Employee Stock Ownership Plans, or ESOPs, are a popular way for business owners to transition the company’s ownership to its employees.
An ESOP is also a retirement plan that allows employees to get tax benefits that are not available in other buy-sell structures. An ESOP …
» lets employees participate in the company’s success
» aligns employee and company goals
» allows the business owner to transition out of the company without finding a third-party buyer
How an ESOP Operates
An ESOP operates through a trust set up by the company that allows employees to use tax-deductible contributions from the company to purchase the company stock or the company can contribute new shares of stock on the employees’ behalf. The company stock is distributed
to individual employee accounts within the trust.
The contributions given to each employee are based on that employee’s salary, tenure and position in the company. Generally, all full-time employees over age 21 are eligible to participate in the plan, and contributions can vest over certain periods of time ranging from three to six years. Employees receive the vested portion of their accounts at either termination, disability, death or retirement.
Is an ESOP for You?
An ESOP may be a great fit for your company if you have some or all of the following characteristics:
- You want to sell to employees. Selling company stock to employees gives an owner an exit strategy that allows employees to own the business on the owner’s exit.
- You want to reward your employees.
- You want to supplement the company’s 401(k) plan.
- The company is profitable. If your company is profitable, an ESOP will be advantageous from a tax perspective, because the company will reduce its taxable earnings by the amount used to fund the ESOP. If your company is not profitable, an ESOP may not
- You want the tax benefits. Contributions to an ESOP can be tax-deductible, and some shareholders may be eligible for a tax-free rollover of the sale proceeds. Additionally, the company may reduce corporate income tax and increase cash flow by issuing stock into the ESOP.
ESOPs do have limitations. They are complicated and have compliance obligations. You can only use an ESOP in C- or S-corporations, not partnerships or most professional corporations. Also, because private companies must repurchase a departing employee’s shares, companies may face a major future expense if several employees quit or retire at the same time. Finally, setting up an ESOP is expensive even for a simple plan.
ESOP First Steps
If you decide an ESOP may be a good option for your company, you will want
to consider the following steps:
- Determine if the company has a need for an ESOP. Do the owners want to transition ownership to employees? Do employees want to eventually succeed the current owners in management roles?
- Conduct a feasibility study and valuation. Work to determine the value of your company’s equity by either hiring
a consultant or using internal resources. You will have to consider the financial impact of the required contributions you must make into the trust.
- Hire an ESOP adviser. This adviser or attorney will draft the ESOP plan to be submitted to the IRS.

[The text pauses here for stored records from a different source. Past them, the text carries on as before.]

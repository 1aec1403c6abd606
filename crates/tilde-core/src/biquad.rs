//! Second-order IIR sections and their coefficient designs.
//!
//! Coefficients follow the RBJ Audio EQ Cookbook, normalised so the
//! recursion needs no division and with the feedback terms pre-negated:
//!
//! ```text
//! y[n] = a0*x[n] + a1*x[n-1] + a2*x[n-2] + b1*y[n-1] + b2*y[n-2]
//! ```
//!
//! `a*` are feedforward and `b*` feedback, the same layout a flat
//! `(b1, b2, a0, a1, a2)` coefficient list uses (see [`BiquadCascade`](crate::BiquadCascade)).
//!
//! All designs take `frequency` in Hz and the Nyquist frequency, with
//! `omega = frequency * PI / nyquist`. Any design given a resonance below
//! [`MIN_Q`] returns [`BiquadCoeffs::BYPASS`].

use core::f64::consts::{LN_2, PI};
use libm::{cos, log, sin, sinh, sqrt};

use crate::math::{db_to_shelf_amp, flush_denormal};

/// Resonance below which a design collapses to pass-through.
pub const MIN_Q: f64 = 1e-6;

/// Normalised biquad coefficients.
#[derive(Debug, Clone, Copy, PartialEq)]
pub struct BiquadCoeffs {
    /// Feedforward, current input.
    pub a0: f64,
    /// Feedforward, x[n-1].
    pub a1: f64,
    /// Feedforward, x[n-2].
    pub a2: f64,
    /// Feedback, y[n-1] (already negated).
    pub b1: f64,
    /// Feedback, y[n-2] (already negated).
    pub b2: f64,
}

impl BiquadCoeffs {
    /// Pass-through: `y[n] = x[n]`.
    pub const BYPASS: Self = Self {
        a0: 1.0,
        a1: 0.0,
        a2: 0.0,
        b1: 0.0,
        b2: 0.0,
    };

    /// Build from a `(b1, b2, a0, a1, a2)` quintuple.
    pub fn from_quintuple(q: [f64; 5]) -> Self {
        Self {
            b1: q[0],
            b2: q[1],
            a0: q[2],
            a1: q[3],
            a2: q[4],
        }
    }

    /// Convert from the cookbook's un-normalised `(b0, b1, b2, a0, a1, a2)`
    /// form (feedforward `b`, feedback `a`).
    pub fn from_cookbook(b0: f64, b1: f64, b2: f64, a0: f64, a1: f64, a2: f64) -> Self {
        let inv = 1.0 / a0;
        Self {
            a0: b0 * inv,
            a1: b1 * inv,
            a2: b2 * inv,
            b1: -a1 * inv,
            b2: -a2 * inv,
        }
    }

    /// Returns `true` for exact pass-through coefficients.
    pub fn is_bypass(&self) -> bool {
        *self == Self::BYPASS
    }

    fn is_finite(&self) -> bool {
        self.a0.is_finite()
            && self.a1.is_finite()
            && self.a2.is_finite()
            && self.b1.is_finite()
            && self.b2.is_finite()
    }
}

impl Default for BiquadCoeffs {
    fn default() -> Self {
        Self::BYPASS
    }
}

/// Direct Form I history for one section.
#[derive(Debug, Clone, Copy, Default, PartialEq)]
pub struct BiquadState {
    xnm1: f64,
    xnm2: f64,
    ynm1: f64,
    ynm2: f64,
}

impl BiquadState {
    /// Zeroed history.
    pub fn new() -> Self {
        Self::default()
    }

    /// Run one sample through `coeffs`.
    #[inline]
    pub fn process(&mut self, coeffs: &BiquadCoeffs, xn: f64) -> f64 {
        let yn = coeffs.a0 * xn
            + coeffs.a1 * self.xnm1
            + coeffs.a2 * self.xnm2
            + coeffs.b1 * self.ynm1
            + coeffs.b2 * self.ynm2;
        self.xnm2 = self.xnm1;
        self.xnm1 = xn;
        self.ynm2 = self.ynm1;
        self.ynm1 = yn;
        yn
    }

    /// Zero the history without touching any coefficients.
    pub fn clear(&mut self) {
        *self = Self::default();
    }

    /// Snap denormal or non-finite history to zero.
    pub fn flush_denormals(&mut self) {
        self.xnm1 = flush_denormal(self.xnm1);
        self.xnm2 = flush_denormal(self.xnm2);
        self.ynm1 = flush_denormal(self.ynm1);
        self.ynm2 = flush_denormal(self.ynm2);
    }

    /// History as `[x[n-1], x[n-2], y[n-1], y[n-2]]`.
    pub fn history(&self) -> [f64; 4] {
        [self.xnm1, self.xnm2, self.ynm1, self.ynm2]
    }
}

/// Normalised angular frequency, `frequency * PI / nyquist`.
#[inline]
pub fn omega(frequency: f64, nyquist: f64) -> f64 {
    frequency * PI / nyquist
}

/// Bandwidth in octaves to Q at `omega`.
///
/// `Q = 1 / (2 sinh(ln(2)/2 * bw * omega / sin(omega)))`, with the
/// bandwidth clamped to at least [`MIN_Q`].
pub fn bandwidth_to_q(bandwidth: f64, omega: f64) -> f64 {
    let bw = if bandwidth < MIN_Q { MIN_Q } else { bandwidth };
    1.0 / (2.0 * sinh(LN_2 / 2.0 * bw * omega / sin(omega)))
}

/// 60 dB decay time in milliseconds to Q at `frequency`.
///
/// `Q = frequency * (PI * t60 / 1000) / ln(1000)`
pub fn t60_to_q(frequency: f64, t60_ms: f64) -> f64 {
    frequency * (PI * t60_ms / 1000.0) / log(1000.0)
}

/// Shared sin/cos/alpha terms, or `None` when `q` is degenerate.
#[inline]
fn prewarp(frequency: f64, q: f64, nyquist: f64) -> Option<(f64, f64, f64)> {
    if q.is_nan() || q < MIN_Q {
        return None;
    }
    let w = omega(frequency, nyquist);
    let sin_w = sin(w);
    let cos_w = cos(w);
    Some((sin_w, cos_w, sin_w / (2.0 * q)))
}

#[inline]
fn checked(coeffs: BiquadCoeffs) -> BiquadCoeffs {
    if coeffs.is_finite() { coeffs } else { BiquadCoeffs::BYPASS }
}

/// Low-pass design.
///
/// # Arguments
///
/// * `frequency` - Cutoff in Hz
/// * `q` - Resonance (0.707 for Butterworth)
/// * `nyquist` - Half the sample rate
pub fn lowpass_coefficients(frequency: f64, q: f64, nyquist: f64) -> BiquadCoeffs {
    let Some((_, cos_w, alpha)) = prewarp(frequency, q, nyquist) else {
        return BiquadCoeffs::BYPASS;
    };
    let b0 = alpha + 1.0;
    let a0 = (1.0 - cos_w) / (2.0 * b0);
    checked(BiquadCoeffs {
        a0,
        a1: (1.0 - cos_w) / b0,
        a2: a0,
        b1: 2.0 * cos_w / b0,
        b2: (alpha - 1.0) / b0,
    })
}

/// High-pass design.
pub fn highpass_coefficients(frequency: f64, q: f64, nyquist: f64) -> BiquadCoeffs {
    let Some((_, cos_w, alpha)) = prewarp(frequency, q, nyquist) else {
        return BiquadCoeffs::BYPASS;
    };
    let b0 = alpha + 1.0;
    let a0 = (1.0 + cos_w) / (2.0 * b0);
    checked(BiquadCoeffs {
        a0,
        a1: -(1.0 + cos_w) / b0,
        a2: a0,
        b1: 2.0 * cos_w / b0,
        b2: (alpha - 1.0) / b0,
    })
}

/// Band-pass design with 0 dB peak gain.
pub fn bandpass_coefficients(frequency: f64, q: f64, nyquist: f64) -> BiquadCoeffs {
    let Some((_, cos_w, alpha)) = prewarp(frequency, q, nyquist) else {
        return BiquadCoeffs::BYPASS;
    };
    let b0 = alpha + 1.0;
    let a0 = alpha / b0;
    checked(BiquadCoeffs {
        a0,
        a1: 0.0,
        a2: -a0,
        b1: 2.0 * cos_w / b0,
        b2: (alpha - 1.0) / b0,
    })
}

/// Resonant band-pass design: peak gain grows with Q (constant skirt gain).
pub fn resonant_coefficients(frequency: f64, q: f64, nyquist: f64) -> BiquadCoeffs {
    let Some((_, cos_w, alpha)) = prewarp(frequency, q, nyquist) else {
        return BiquadCoeffs::BYPASS;
    };
    let b0 = alpha + 1.0;
    let a0 = alpha * q / b0;
    checked(BiquadCoeffs {
        a0,
        a1: 0.0,
        a2: -a0,
        b1: 2.0 * cos_w / b0,
        b2: (alpha - 1.0) / b0,
    })
}

/// Band-stop (notch) design.
pub fn bandstop_coefficients(frequency: f64, q: f64, nyquist: f64) -> BiquadCoeffs {
    let Some((_, cos_w, alpha)) = prewarp(frequency, q, nyquist) else {
        return BiquadCoeffs::BYPASS;
    };
    let b0 = alpha + 1.0;
    let a1 = -2.0 * cos_w / b0;
    checked(BiquadCoeffs {
        a0: 1.0 / b0,
        a1,
        a2: 1.0 / b0,
        b1: -a1,
        b2: (alpha - 1.0) / b0,
    })
}

/// Second-order all-pass design.
pub fn allpass_coefficients(frequency: f64, q: f64, nyquist: f64) -> BiquadCoeffs {
    let Some((_, cos_w, alpha)) = prewarp(frequency, q, nyquist) else {
        return BiquadCoeffs::BYPASS;
    };
    let b0 = alpha + 1.0;
    let a1 = -2.0 * cos_w / b0;
    checked(BiquadCoeffs {
        a0: (1.0 - alpha) / b0,
        a1,
        a2: 1.0,
        b1: -a1,
        b2: (alpha - 1.0) / b0,
    })
}

/// Peaking EQ design.
///
/// # Arguments
///
/// * `frequency` - Centre frequency in Hz
/// * `q` - Resonance
/// * `gain_db` - Boost (positive) or cut (negative) in dB
/// * `nyquist` - Half the sample rate
pub fn peaking_coefficients(frequency: f64, q: f64, gain_db: f64, nyquist: f64) -> BiquadCoeffs {
    let Some((_, cos_w, alpha)) = prewarp(frequency, q, nyquist) else {
        return BiquadCoeffs::BYPASS;
    };
    let amp = db_to_shelf_amp(gain_db);
    let b0 = alpha / amp + 1.0;
    let a1 = -2.0 * cos_w / b0;
    checked(BiquadCoeffs {
        a0: (1.0 + alpha * amp) / b0,
        a1,
        a2: (1.0 - alpha * amp) / b0,
        b1: -a1,
        b2: (alpha / amp - 1.0) / b0,
    })
}

/// Shelf `alpha` from slope `S` and amplitude `A`.
#[inline]
fn shelf_alpha(sin_w: f64, amp: f64, slope: f64) -> f64 {
    let s = slope.clamp(MIN_Q, 1.0);
    sin_w / 2.0 * sqrt((amp + 1.0 / amp) * (1.0 / s - 1.0) + 2.0)
}

/// Low-shelf design.
///
/// `slope` is the cookbook shelf slope `S`, clamped to `(0, 1]`.
pub fn low_shelf_coefficients(frequency: f64, slope: f64, gain_db: f64, nyquist: f64) -> BiquadCoeffs {
    let amp = db_to_shelf_amp(gain_db);
    let w = omega(frequency, nyquist);
    let (sin_w, cos_w) = (sin(w), cos(w));
    let two_sqrt_a_alpha = 2.0 * sqrt(amp) * shelf_alpha(sin_w, amp, slope);

    checked(BiquadCoeffs::from_cookbook(
        amp * ((amp + 1.0) - (amp - 1.0) * cos_w + two_sqrt_a_alpha),
        2.0 * amp * ((amp - 1.0) - (amp + 1.0) * cos_w),
        amp * ((amp + 1.0) - (amp - 1.0) * cos_w - two_sqrt_a_alpha),
        (amp + 1.0) + (amp - 1.0) * cos_w + two_sqrt_a_alpha,
        -2.0 * ((amp - 1.0) + (amp + 1.0) * cos_w),
        (amp + 1.0) + (amp - 1.0) * cos_w - two_sqrt_a_alpha,
    ))
}

/// High-shelf design.
///
/// `slope` is the cookbook shelf slope `S`, clamped to `(0, 1]`.
pub fn high_shelf_coefficients(frequency: f64, slope: f64, gain_db: f64, nyquist: f64) -> BiquadCoeffs {
    let amp = db_to_shelf_amp(gain_db);
    let w = omega(frequency, nyquist);
    let (sin_w, cos_w) = (sin(w), cos(w));
    let two_sqrt_a_alpha = 2.0 * sqrt(amp) * shelf_alpha(sin_w, amp, slope);

    checked(BiquadCoeffs::from_cookbook(
        amp * ((amp + 1.0) + (amp - 1.0) * cos_w + two_sqrt_a_alpha),
        -2.0 * amp * ((amp - 1.0) + (amp + 1.0) * cos_w),
        amp * ((amp + 1.0) + (amp - 1.0) * cos_w - two_sqrt_a_alpha),
        (amp + 1.0) - (amp - 1.0) * cos_w + two_sqrt_a_alpha,
        2.0 * ((amp - 1.0) - (amp + 1.0) * cos_w),
        (amp + 1.0) - (amp - 1.0) * cos_w - two_sqrt_a_alpha,
    ))
}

- Obtain funding for the plan. The ESOP can fund the plan through company contributions, borrowed money or funds generated from other investments.
- Develop a process to operate the plan. You must appoint a trustee to oversee the plan. The trustee doesn’t have to be a company employee. The trustee must communicate how the plan works to employees.
If an ESOP isn’t ideal for you, you can achieve your goals in other ways. If your goal is to incentivize employees, you can institute a profit-sharing plan, offer stock options or grant phantom stock. Alternatively, if your goal is to develop a succession plan, you can sell to key employees outside an ESOP, or you can sell to a third-party buyer when the time is right.
The Bottom Line
An ESOP can be the perfect exit strategy for your company. It creates a benefit for employees and a market for your company’s stock. An ESOP allows you to sell your business gradually, instead of exiting suddenly after selling to a third party. If you decide to establish an ESOP, you will need to hire a valuation expert, a trustee and an experienced attorney or consultant who can set up the ESOP in compliance with IRS rules and regulations.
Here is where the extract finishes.